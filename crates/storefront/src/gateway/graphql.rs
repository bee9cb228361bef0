//! GraphQL gateway over HTTP.

use std::sync::{Arc, PoisonError, RwLock};

use async_trait::async_trait;
use reqwest::{Client, header::HeaderMap};
use serde::{Deserialize, Serialize, de::DeserializeOwned};
use tokio::time::sleep;
use tracing::{debug, warn};

use crate::{
    checkout::CheckoutSubmission,
    gateway::{
        CartGateway, GatewayConfig, GatewayError,
        queries::{ADD_TO_CART, CHECKOUT, GET_CART, UPDATE_ITEM_QUANTITIES},
        requests::{AddToCart, UpdateItemQuantities},
        responses::{RawCartResponse, RawMutationResponse, RawOrderResponse},
    },
};

/// Header carrying the backend cart session token.
pub const SESSION_HEADER: &str = "woocommerce-session";

/// [`CartGateway`] that talks to a WooGraphQL-compatible endpoint.
///
/// The backend identifies the shopper's cart by a session token it returns in
/// the [`SESSION_HEADER`] response header. The gateway keeps the latest token
/// and sends it back on every request; clones share the same session.
#[derive(Debug, Clone)]
pub struct GraphqlCartGateway {
    config: GatewayConfig,
    http: Client,
    session: Arc<RwLock<Option<String>>>,
}

impl GraphqlCartGateway {
    /// Create a new gateway from the given configuration.
    #[must_use]
    pub fn new(config: GatewayConfig) -> Self {
        Self {
            config,
            http: Client::new(),
            session: Arc::new(RwLock::new(None)),
        }
    }

    /// Resumes an existing backend session.
    #[must_use]
    pub fn with_session(self, token: impl Into<String>) -> Self {
        self.set_session(Some(token.into()));
        self
    }

    /// Returns the current session token, if the backend has issued one.
    pub fn session(&self) -> Option<String> {
        self.session
            .read()
            .unwrap_or_else(PoisonError::into_inner)
            .clone()
    }

    /// Forgets the current session; the backend will start a new one.
    pub fn reset_session(&self) {
        self.set_session(None);
    }

    fn set_session(&self, token: Option<String>) {
        *self.session.write().unwrap_or_else(PoisonError::into_inner) = token;
    }

    fn remember_session(&self, headers: &HeaderMap) {
        let Some(token) = headers
            .get(SESSION_HEADER)
            .and_then(|value| value.to_str().ok())
            .map(str::trim)
            .filter(|token| !token.is_empty())
        else {
            return;
        };

        if self.session().as_deref() != Some(token) {
            debug!("backend issued a new cart session");

            self.set_session(Some(token.to_string()));
        }
    }

    async fn execute<V, D>(
        &self,
        operation: &'static str,
        query: &'static str,
        variables: V,
    ) -> Result<D, GatewayError>
    where
        V: Serialize + Send + Sync,
        D: DeserializeOwned,
    {
        let request = GraphqlRequest {
            operation_name: operation,
            query,
            variables,
        };

        let mut attempt = 1;

        loop {
            match self.send(&request).await {
                Err(error) if error.is_timeout() => {
                    if !self.config.retry.allows_retry_after(attempt) {
                        warn!(operation, attempt, "request timed out, giving up");

                        return Err(GatewayError::Timeout { attempts: attempt });
                    }

                    warn!(operation, attempt, "request timed out, retrying");

                    sleep(self.config.retry.backoff).await;
                    attempt += 1;
                }
                result => return result,
            }
        }
    }

    async fn send<V, D>(&self, request: &GraphqlRequest<'_, V>) -> Result<D, GatewayError>
    where
        V: Serialize + Sync,
        D: DeserializeOwned,
    {
        debug!(operation = request.operation_name, "sending request");

        let mut builder = self
            .http
            .post(&self.config.endpoint)
            .timeout(self.config.timeout)
            .json(request);

        if let Some(token) = self.session() {
            builder = builder.header(SESSION_HEADER, format!("Session {token}"));
        }

        let response = builder.send().await?;

        self.remember_session(response.headers());

        let status = response.status();

        if !status.is_success() {
            let body = response.text().await.unwrap_or_default();

            return Err(GatewayError::Status { status, body });
        }

        let envelope: GraphqlResponse<D> = response.json().await?;

        envelope.into_data()
    }
}

#[async_trait]
impl CartGateway for GraphqlCartGateway {
    async fn fetch_cart(&self) -> Result<RawCartResponse, GatewayError> {
        self.execute("GetCart", GET_CART, NoVariables {}).await
    }

    async fn add_item(&self, input: AddToCart) -> Result<RawMutationResponse, GatewayError> {
        let data: AddToCartData = self
            .execute("AddToCart", ADD_TO_CART, Input { input: &input })
            .await?;

        required(data.add_to_cart, "addToCart")
    }

    async fn update_item_quantities(
        &self,
        input: UpdateItemQuantities,
    ) -> Result<RawMutationResponse, GatewayError> {
        let data: UpdateItemQuantitiesData = self
            .execute(
                "UpdateItemQuantities",
                UPDATE_ITEM_QUANTITIES,
                Input { input: &input },
            )
            .await?;

        required(data.update_item_quantities, "updateItemQuantities")
    }

    async fn submit_checkout(
        &self,
        submission: &CheckoutSubmission,
    ) -> Result<RawOrderResponse, GatewayError> {
        let data: CheckoutData = self
            .execute("Checkout", CHECKOUT, Input { input: submission })
            .await?;

        required(data.checkout, "checkout")
    }
}

fn required<T>(field: Option<T>, name: &str) -> Result<T, GatewayError> {
    field.ok_or_else(|| GatewayError::InvalidResponse(format!("response has no `{name}` field")))
}

#[derive(Debug, Serialize)]
#[serde(rename_all = "camelCase")]
struct GraphqlRequest<'a, V> {
    operation_name: &'a str,
    query: &'a str,
    variables: V,
}

#[derive(Debug, Serialize)]
struct NoVariables {}

#[derive(Debug, Serialize)]
struct Input<'a, T> {
    input: &'a T,
}

#[derive(Debug, Deserialize)]
struct GraphqlResponse<D> {
    data: Option<D>,

    #[serde(default)]
    errors: Vec<GraphqlErrorMessage>,
}

impl<D> GraphqlResponse<D> {
    fn into_data(self) -> Result<D, GatewayError> {
        if !self.errors.is_empty() {
            return Err(GatewayError::Backend(
                self.errors.into_iter().map(|error| error.message).collect(),
            ));
        }

        self.data
            .ok_or_else(|| GatewayError::InvalidResponse("response has no data".to_string()))
    }
}

#[derive(Debug, Deserialize)]
struct GraphqlErrorMessage {
    message: String,
}

#[derive(Debug, Deserialize)]
#[serde(rename_all = "camelCase")]
struct AddToCartData {
    #[serde(default)]
    add_to_cart: Option<RawMutationResponse>,
}

#[derive(Debug, Deserialize)]
#[serde(rename_all = "camelCase")]
struct UpdateItemQuantitiesData {
    #[serde(default)]
    update_item_quantities: Option<RawMutationResponse>,
}

#[derive(Debug, Deserialize)]
struct CheckoutData {
    #[serde(default)]
    checkout: Option<RawOrderResponse>,
}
================
▸ Task: The required output is all of the material, word for word.

▸ Solution to the exercise:
filename crates/storefront/src/gateway/graphql.rs
repository bee9cb228361bef0
//! GraphQL gateway over HTTP.

use std::sync::{Arc, PoisonError, RwLock};

use async_trait::async_trait;
use reqwest::{Client, header::HeaderMap};
use serde::{Deserialize, Serialize, de::DeserializeOwned};
use tokio::time::sleep;
use tracing::{debug, warn};

use crate::{
    checkout::CheckoutSubmission,
    gateway::{
        CartGateway, GatewayConfig, GatewayError,
        queries::{ADD_TO_CART, CHECKOUT, GET_CART, UPDATE_ITEM_QUANTITIES},
        requests::{AddToCart, UpdateItemQuantities},
        responses::{RawCartResponse, RawMutationResponse, RawOrderResponse},
    },
};

/// Header carrying the backend cart session token.
pub const SESSION_HEADER: &str = "woocommerce-session";

/// [`CartGateway`] that talks to a WooGraphQL-compatible endpoint.
///
/// The backend identifies the shopper's cart by a session token it returns in
/// the [`SESSION_HEADER`] response header. The gateway keeps the latest token
/// and sends it back on every request; clones share the same session.
#[derive(Debug, Clone)]
pub struct GraphqlCartGateway {
    config: GatewayConfig,
    http: Client,
    session: Arc<RwLock<Option<String>>>,
}

impl GraphqlCartGateway {
    /// Create a new gateway from the given configuration.
    #[must_use]
    pub fn new(config: GatewayConfig) -> Self {
        Self {
            config,
            http: Client::new(),
            session: Arc::new(RwLock::new(None)),
        }
    }

    /// Resumes an existing backend session.
    #[must_use]
    pub fn with_session(self, token: impl Into<String>) -> Self {
        self.set_session(Some(token.into()));
        self
    }

    /// Returns the current session token, if the backend has issued one.
    pub fn session(&self) -> Option<String> {
        self.session
            .read()
            .unwrap_or_else(PoisonError::into_inner)
            .clone()
    }

    /// Forgets the current session; the backend will start a new one.
    pub fn reset_session(&self) {
        self.set_session(None);
    }

    fn set_session(&self, token: Option<String>) {
        *self.session.write().unwrap_or_else(PoisonError::into_inner) = token;
    }

    fn remember_session(&self, headers: &HeaderMap) {
        let Some(token) = headers
            .get(SESSION_HEADER)
            .and_then(|value| value.to_str().ok())
            .map(str::trim)
            .filter(|token| !token.is_empty())
        else {
            return;
        };

        if self.session().as_deref() != Some(token) {
            debug!("backend issued a new cart session");

            self.set_session(Some(token.to_string()));
        }
    }

    async fn execute<V, D>(
        &self,
        operation: &'static str,
        query: &'static str,
        variables: V,
    ) -> Result<D, GatewayError>
    where
        V: Serialize + Send + Sync,
        D: DeserializeOwned,
    {
        let request = GraphqlRequest {
            operation_name: operation,
            query,
            variables,
        };

        let mut attempt = 1;

        loop {
            match self.send(&request).await {
                Err(error) if error.is_timeout() => {
                    if !self.config.retry.allows_retry_after(attempt) {
                        warn!(operation, attempt, "request timed out, giving up");

                        return Err(GatewayError::Timeout { attempts: attempt });
                    }

                    warn!(operation, attempt, "request timed out, retrying");

                    sleep(self.config.retry.backoff).await;
                    attempt += 1;
                }
                result => return result,
            }
        }
    }

    async fn send<V, D>(&self, request: &GraphqlRequest<'_, V>) -> Result<D, GatewayError>
    where
        V: Serialize + Sync,
        D: DeserializeOwned,
    {
        debug!(operation = request.operation_name, "sending request");

        let mut builder = self
            .http
            .post(&self.config.endpoint)
            .timeout(self.config.timeout)
            .json(request);

        if let Some(token) = self.session() {
            builder = builder.header(SESSION_HEADER, format!("Session {token}"));
        }

        let response = builder.send().await?;

        self.remember_session(response.headers());

        let status = response.status();

        if !status.is_success() {
            let body = response.text().await.unwrap_or_default();

            return Err(GatewayError::Status { status, body });
        }

        let envelope: GraphqlResponse<D> = response.json().await?;

        envelope.into_data()
    }
}

#[async_trait]
impl CartGateway for GraphqlCartGateway {
    async fn fetch_cart(&self) -> Result<RawCartResponse, GatewayError> {
        self.execute("GetCart", GET_CART, NoVariables {}).await
    }

    async fn add_item(&self, input: AddToCart) -> Result<RawMutationResponse, GatewayError> {
        let data: AddToCartData = self
            .execute("AddToCart", ADD_TO_CART, Input { input: &input })
            .await?;

        required(data.add_to_cart, "addToCart")
    }

    async fn update_item_quantities(
        &self,
        input: UpdateItemQuantities,
    ) -> Result<RawMutationResponse, GatewayError> {
        let data: UpdateItemQuantitiesData = self
            .execute(
                "UpdateItemQuantities",
                UPDATE_ITEM_QUANTITIES,
                Input { input: &input },
            )
            .await?;

        required(data.update_item_quantities, "updateItemQuantities")
    }

    async fn submit_checkout(
        &self,
        submission: &CheckoutSubmission,
    ) -> Result<RawOrderResponse, GatewayError> {
        let data: CheckoutData = self
            .execute("Checkout", CHECKOUT, Input { input: submission })
            .await?;

        required(data.checkout, "checkout")
    }
}

fn required<T>(field: Option<T>, name: &str) -> Result<T, GatewayError> {
    field.ok_or_else(|| GatewayError::InvalidResponse(format!("response has no `{name}` field")))
}

#[derive(Debug, Serialize)]
#[serde(rename_all = "camelCase")]
struct GraphqlRequest<'a, V> {
    operation_name: &'a str,
    query: &'a str,
    variables: V,
}

#[derive(Debug, Serialize)]
struct NoVariables {}

#[derive(Debug, Serialize)]
struct Input<'a, T> {
    input: &'a T,
}

#[derive(Debug, Deserialize)]
struct GraphqlResponse<D> {
    data: Option<D>,

    #[serde(default)]
    errors: Vec<GraphqlErrorMessage>,
}

impl<D> GraphqlResponse<D> {
    fn into_data(self) -> Result<D, GatewayError> {
        if !self.errors.is_empty() {
            return Err(GatewayError::Backend(
                self.errors.into_iter().map(|error| error.message).collect(),
            ));
        }

        self.data
            .ok_or_else(|| GatewayError::InvalidResponse("response has no data".to_string()))
    }
}

#[derive(Debug, Deserialize)]
struct GraphqlErrorMessage {
    message: String,
}

#[derive(Debug, Deserialize)]
#[serde(rename_all = "camelCase")]
struct AddToCartData {
    #[serde(default)]
    add_to_cart: Option<RawMutationResponse>,
}

#[derive(Debug, Deserialize)]
#[serde(rename_all = "camelCase")]
struct UpdateItemQuantitiesData {
    #[serde(default)]
    update_item_quantities: Option<RawMutationResponse>,
}

#[derive(Debug, Deserialize)]
struct CheckoutData {
    #[serde(default)]
    checkout: Option<RawOrderResponse>,
}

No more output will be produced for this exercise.